2030年に向けた長期ビションを設定し、イノベーションをさらに進める。SBT1.5℃目標の認証取得で気候変動対応を加速させ、50年カーボンフリーの実現に挑む。

2030年までの長期ビジョンを策定しました。機器メーカーとして環境分野ではどのように貢献していきますか。

中川 康仁(なかがわ・やすひと)
中川 康仁(なかがわ・やすひと)
ナブテスコ 執行役員 ものづくり革新推進室長
1963年生まれ。92年帝人製機(現ナブテスコ)入社、2011年精機カンパニー津工場長。その後ものづくり革新推進室長付参与、精機カンパニー社長付参与などを経て、16年納博特斯克(中国)精密機器有限公司総経理、18年当社理事、20年より現職(写真:大槻 純一)

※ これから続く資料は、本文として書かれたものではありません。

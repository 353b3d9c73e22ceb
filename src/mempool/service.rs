//! Command-channel front for the mempool.
//!
//! The scheduler state is plain single-threaded data owned by one task;
//! executor workers and the RPC surface talk to it exclusively through
//! [`MempoolHandle`]. That makes the single-writer contract a property of
//! the types instead of a convention.

use std::sync::Arc;
use std::time::{SystemTime, UNIX_EPOCH};

use alloy_primitives::Address;
use tokio::sync::{mpsc, oneshot};
use tokio_util::sync::CancellationToken;

use crate::evm::{ExecConfig, NeonTx, NeonTxHash};
use crate::mempool::{Mempool, MpAddError, MpContent, MpTxEntry};

#[derive(Debug)]
pub enum MpCmd {
    AddTx {
        tx: Box<NeonTx>,
        exec_cfg: ExecConfig,
        resp: oneshot::Sender<Result<(), MpAddError>>,
    },
    PeekTop {
        resp: oneshot::Sender<Option<Arc<MpTxEntry>>>,
    },
    Acquire {
        tx_hash: NeonTxHash,
        resp: oneshot::Sender<Option<Arc<MpTxEntry>>>,
    },
    Done {
        tx_hash: NeonTxHash,
    },
    Fail {
        tx_hash: NeonTxHash,
    },
    Cancel {
        tx_hash: NeonTxHash,
        exec_cfg: Option<ExecConfig>,
    },
    SetStateTxCnt {
        sender: Address,
        state_tx_cnt: u64,
    },
    SetMinGasPrice {
        min_gas_price: u128,
    },
    EvictExpired {
        eviction_timeout_sec: u64,
    },
    PendingNonce {
        sender: Address,
        resp: oneshot::Sender<Option<u64>>,
    },
    LastNonce {
        sender: Address,
        resp: oneshot::Sender<Option<u64>>,
    },
    SuspendedSenders {
        resp: oneshot::Sender<Vec<Address>>,
    },
    Content {
        resp: oneshot::Sender<MpContent>,
    },
    GetTxByHash {
        tx_hash: NeonTxHash,
        resp: oneshot::Sender<Option<Arc<MpTxEntry>>>,
    },
    TxCnt {
        resp: oneshot::Sender<usize>,
    },
}

fn unix_now() -> u64 {
    SystemTime::now()
        .duration_since(UNIX_EPOCH)
        .map(|d| d.as_secs())
        .unwrap_or(0)
}

/// Cloneable sender side of the mempool channel.
#[derive(Clone)]
pub struct MempoolHandle {
    cmd_tx: mpsc::Sender<MpCmd>,
}

impl MempoolHandle {
    pub fn channel(buffer: usize) -> (Self, mpsc::Receiver<MpCmd>) {
        let (cmd_tx, cmd_rx) = mpsc::channel(buffer);
        (Self { cmd_tx }, cmd_rx)
    }

    async fn request<T>(
        &self,
        build: impl FnOnce(oneshot::Sender<T>) -> MpCmd,
    ) -> Option<T> {
        let (resp_tx, resp_rx) = oneshot::channel();
        self.cmd_tx.send(build(resp_tx)).await.ok()?;
        resp_rx.await.ok()
    }

    pub async fn add_tx(&self, tx: NeonTx, exec_cfg: ExecConfig) -> Result<(), MpAddError> {
        self.request(|resp| MpCmd::AddTx {
            tx: Box::new(tx),
            exec_cfg,
            resp,
        })
        .await
        // a closed channel means shutdown; report the tx as not accepted
        .unwrap_or(Err(MpAddError::Underprice))
    }

    pub async fn peek_top(&self) -> Option<Arc<MpTxEntry>> {
        self.request(|resp| MpCmd::PeekTop { resp }).await.flatten()
    }

    pub async fn acquire(&self, tx_hash: NeonTxHash) -> Option<Arc<MpTxEntry>> {
        self.request(|resp| MpCmd::Acquire { tx_hash, resp })
            .await
            .flatten()
    }

    pub async fn done(&self, tx_hash: NeonTxHash) {
        let _ = self.cmd_tx.send(MpCmd::Done { tx_hash }).await;
    }

    pub async fn fail(&self, tx_hash: NeonTxHash) {
        let _ = self.cmd_tx.send(MpCmd::Fail { tx_hash }).await;
    }

    pub async fn cancel(&self, tx_hash: NeonTxHash, exec_cfg: Option<ExecConfig>) {
        let _ = self.cmd_tx.send(MpCmd::Cancel { tx_hash, exec_cfg }).await;
    }

    pub async fn set_state_tx_cnt(&self, sender: Address, state_tx_cnt: u64) {
        let _ = self
            .cmd_tx
            .send(MpCmd::SetStateTxCnt {
                sender,
                state_tx_cnt,
            })
            .await;
    }

    pub async fn set_min_gas_price(&self, min_gas_price: u128) {
        let _ = self
            .cmd_tx
            .send(MpCmd::SetMinGasPrice { min_gas_price })
            .await;
    }

    pub async fn evict_expired(&self, eviction_timeout_sec: u64) {
        let _ = self
            .cmd_tx
            .send(MpCmd::EvictExpired {
                eviction_timeout_sec,
            })
            .await;
    }

    pub async fn pending_nonce(&self, sender: Address) -> Option<u64> {
        self.request(|resp| MpCmd::PendingNonce { sender, resp })
            .await
            .flatten()
    }

    pub async fn last_nonce(&self, sender: Address) -> Option<u64> {
        self.request(|resp| MpCmd::LastNonce { sender, resp })
            .await
            .flatten()
    }

    pub async fn suspended_senders(&self) -> Vec<Address> {
        self.request(|resp| MpCmd::SuspendedSenders { resp })
            .await
            .unwrap_or_default()
    }

    pub async fn content(&self) -> MpContent {
        self.request(|resp| MpCmd::Content { resp })
            .await
            .unwrap_or_default()
    }

    pub async fn get_tx_by_hash(&self, tx_hash: NeonTxHash) -> Option<Arc<MpTxEntry>> {
        self.request(|resp| MpCmd::GetTxByHash { tx_hash, resp })
            .await
            .flatten()
    }

    pub async fn tx_cnt(&self) -> usize {
        self.request(|resp| MpCmd::TxCnt { resp })
            .await
            .unwrap_or(0)
    }
}

/// Owns the scheduler until cancellation; the only place mempool state
/// mutates.
pub async fn run_mempool_task(
    mut mempool: Mempool,
    mut cmd_rx: mpsc::Receiver<MpCmd>,
    cancel: CancellationToken,
) {
    loop {
        let cmd = tokio::select! {
            _ = cancel.cancelled() => break,
            cmd = cmd_rx.recv() => match cmd {
                Some(cmd) => cmd,
                None => break,
            },
        };
        match cmd {
            MpCmd::AddTx { tx, exec_cfg, resp } => {
                let result = mempool.add_tx(*tx, exec_cfg, unix_now());
                let _ = resp.send(result);
            }
            MpCmd::PeekTop { resp } => {
                let _ = resp.send(mempool.peek_top());
            }
            MpCmd::Acquire { tx_hash, resp } => {
                let _ = resp.send(mempool.acquire(&tx_hash));
            }
            MpCmd::Done { tx_hash } => mempool.done(&tx_hash),
            MpCmd::Fail { tx_hash } => mempool.fail(&tx_hash),
            MpCmd::Cancel { tx_hash, exec_cfg } => mempool.cancel(&tx_hash, exec_cfg),
            MpCmd::SetStateTxCnt {
                sender,
                state_tx_cnt,
            } => mempool.set_state_tx_cnt(sender, state_tx_cnt),
            MpCmd::SetMinGasPrice { min_gas_price } => mempool.set_min_gas_price(min_gas_price),
            MpCmd::EvictExpired {
                eviction_timeout_sec,
            } => {
                let dropped = mempool.evict_expired(unix_now(), eviction_timeout_sec);
                if !dropped.is_empty() {
                    tracing::info!(cnt = dropped.len(), "evicted expired sender pools");
                }
            }
            MpCmd::PendingNonce { sender, resp } => {
                let _ = resp.send(mempool.pending_nonce(sender));
            }
            MpCmd::LastNonce { sender, resp } => {
                let _ = resp.send(mempool.last_nonce(sender));
            }
            MpCmd::SuspendedSenders { resp } => {
                let _ = resp.send(mempool.suspended_senders());
            }
            MpCmd::Content { resp } => {
                let _ = resp.send(mempool.content());
            }
            MpCmd::GetTxByHash { tx_hash, resp } => {
                let _ = resp.send(mempool.get_tx_by_hash(&tx_hash));
            }
            MpCmd::TxCnt { resp } => {
                let _ = resp.send(mempool.tx_cnt());
            }
        }
    }
    tracing::info!("mempool task stopped");
}

#[cfg(test)]
mod tests {
    use super::*;
    use crate::evm::tx::tests::signed_tx_with_key;

    #[tokio::test]
    async fn add_and_peek_through_the_channel() {
        let (handle, cmd_rx) = MempoolHandle::channel(64);
        let mempool = Mempool::new(245_022_926, 16, 0.9);
        let cancel = CancellationToken::new();
        let task = tokio::spawn(run_mempool_task(mempool, cmd_rx, cancel.clone()));

        let tx = signed_tx_with_key(0x71, 0, 100, Some(245_022_926));
        let tx_hash = tx.tx_hash();
        handle
            .add_tx(tx, ExecConfig::new(0))
            .await
            .expect("accepted");
        let top = handle.peek_top().await.expect("top");
        assert_eq!(top.tx.tx_hash(), tx_hash);

        let acquired = handle.acquire(tx_hash).await.expect("acquired");
        assert_eq!(acquired.tx.tx_hash(), tx_hash);
        handle.done(tx_hash).await;
        assert_eq!(handle.tx_cnt().await, 0);

        cancel.cancel();
        task.await.expect("task join");
    }
}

中川 康仁 氏(以下、敬称略) 長期ビジョンでは「未来の“欲しい”に挑戦し続けるイノベーションリーダー」を掲げ、ナブテスコらしさをベースに、社会発展と環境保護への貢献を柱に据えました。環境保護では、経営マテリアリティの財務インパクトの大きい分野として挙げている気候変動への対応が中心になります。20年半ば頃からSBT(Science Based Target)の2℃目標の引き上げを検討し始め、21年6月に1.5℃目標に更新しました。9月にはSBTイニシアチブの認証を取得し、50年に自社の生産におけるエネルギーを100%カーボンフリーにする目標を掲げました。

新目標の1.5℃目標について説明してください。

中川 直接・間接排出のスコープ1・2は、15年基準で30年に63%減、50年に100%減、スコープ3ではサプライヤーのご理解とご協力を得ながら25年に自主削減目標、30年にSBTの設定を目指します。15年のパリ協定を起点に取り組んできましたが、各カンパニーやグループ会社でそれぞれ目標を立てて、さらに注力していきます。

気候変動を重視する理由はどこにあるのでしょうか。

中川 ESG関連課題である気候変動への対応は、顧客や投資家からの要求でもあります。当社の製品はコンポーネントもあり、サプライチェーンの中流に位置します。製品を提供している顧客も様々な取り組みを行っているので、その力になるためにも、気候変動への対応は大変重要です。

スコープ1・2ではどのような道筋を考えていますか。

中川 「省エネ」「創エネ」の推進に加えて、「再エネ調達」の3つの施策で30年、50年の比率を提示しています。SBT1.5ではグローバルでの対応が必要なので、中国での取り組みに向けても動き始めています。

 3つの中では省エネが最も重要です。使うエネルギーが少なくなれば、コストも軽減できます。節電からスタートして省力機器の利用へと展開していますが、使用量の多い工場ではエネルギー効率をさらに高める必要があります。

 今までは拠点ごとに電力を可視化する仕組みでしたが、さらに細分化して、生産ラインや装置からデータを取りイノベーションにつなげます。

 創エネでは12年から工場の屋根で太陽光発電を行っていて、全体のパネル面積は3万8000㎡、発電量は7400kWhです。

 再エネ調達はCO2フリー電力を調達するとともに、J-クレジットなどの購入を進めます。